Mayor Coody: One of the differences between we as individuals and a city organization is that
we that draw a pay check or have retirement pretty much have a steady regular income and we
know what our income is and can calculate what the next several months of income is. The City
has to rely on all kinds of variations that affect our income that we can't control. For every city
that relies on sales tax it is not predictable. You have to look month by month to see how well
you are doing and every month is different. We don't know what to expect until the trends show
up. When the first numbers started coming in that showed we were dropping we thought if this
lasts more than three months it will look like a trend, we did not know if it was going to go back
up. Obviously it has continued to decline. We do not have that long term knowledge of what
our income stream is going to be. That is one of the draw backs and problems with government.
Paul Becker: This is a very different pattern.

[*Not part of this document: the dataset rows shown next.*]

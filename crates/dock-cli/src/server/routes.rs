//! HTTP routes of the docking job service.

use super::jobs::{DockRequest, JobStore};
use axum::{
    Json, Router,
    body::Bytes,
    extract::{DefaultBodyLimit, Path, State},
    http::StatusCode,
    response::{IntoResponse, Response},
    routing::{get, post},
};
use serde_json::json;
use std::path::Path as FsPath;
use tower_http::{cors::CorsLayer, services::ServeDir, trace::TraceLayer};
use tracing::debug;
use uuid::Uuid;

/// Largest accepted request body.
pub const MAX_BODY_BYTES: usize = 20 * 1024 * 1024;

/// Build the service router. Unmatched paths are served from `web_dir`.
pub fn build_router(jobs: JobStore, web_dir: &FsPath) -> Router {
    Router::new()
        .route("/dock", post(submit_dock))
        .route("/jobs/{id}", get(get_job))
        .fallback_service(ServeDir::new(web_dir))
        .layer(DefaultBodyLimit::max(MAX_BODY_BYTES))
        .layer(CorsLayer::permissive())
        .layer(TraceLayer::new_for_http())
        .with_state(jobs)
}

/// POST /dock: queue a docking job and return its id immediately.
///
/// The body is read as JSON whatever its content type; an empty body runs the demo.
async fn submit_dock(State(jobs): State<JobStore>, body: Bytes) -> Response {
    let request = match DockRequest::from_body(&body) {
        Ok(request) => request,
        Err(e) => {
            debug!(error = %e, "Rejected malformed docking request.");
            return (
                StatusCode::BAD_REQUEST,
                Json(json!({ "error": format!("invalid request body: {e}") })),
            )
                .into_response();
        }
    };
    let id = jobs.submit(request);
    debug!(%id, "Job queued.");
    Json(json!({ "jobId": id })).into_response()
}

/// GET /jobs/{id}
async fn get_job(State(jobs): State<JobStore>, Path(id): Path<String>) -> Response {
    match Uuid::parse_str(&id).ok().and_then(|id| jobs.get(&id)) {
        Some(job) => Json(job).into_response(),
        None => (StatusCode::NOT_FOUND, Json(json!({ "error": "not found" }))).into_response(),
    }
}
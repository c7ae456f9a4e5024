//! # Core Module
//!
//! Fundamental building blocks of the docking engine.
//!
//! - **Molecular Representation** ([`models`]) - Atom records and scored poses
//! - **File I/O** ([`io`]) - Fixed-column PDB reading and complex writing
//! - **Atom Selection** ([`selection`]) - Heavy-atom, backbone and alpha-carbon subsets
//! - **Scoring** ([`scoring`]) - Contact/clash potential and van der Waals radii
//! - **Geometry** ([`utils`]) - Centroids, quaternion rotations and rigid-body transforms
//!
//! Everything in this module is a pure function over immutable data; no state is
//! shared between calls.

pub mod io;
pub mod models;
pub mod scoring;
pub mod selection;
pub mod utils;
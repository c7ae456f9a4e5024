mod builder;
mod file;

pub use builder::build_params;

Alderman Rhoads: Nine tenths of a Mill on a $150,000 property is how much per year?
Paul Becker: Around $20.
Alderman Ferrell: I think $150,000 for a home is the exception for the cost in Fayetteville as
opposed to the rule.
Mayor Coody: I think the confusion is that is the County's appraisal. There may be some
houses that are over appraised for what they are worth but I would bet by in large that most of
the houses appraised by the County are under market value.
Alderman Thiel: Your point about there only being a few $150,000 houses that is for sale.
There are plenty of houses out there that are valued at $150,000 or less. They are not for sale
necessarily. There is a low market of houses available for that price.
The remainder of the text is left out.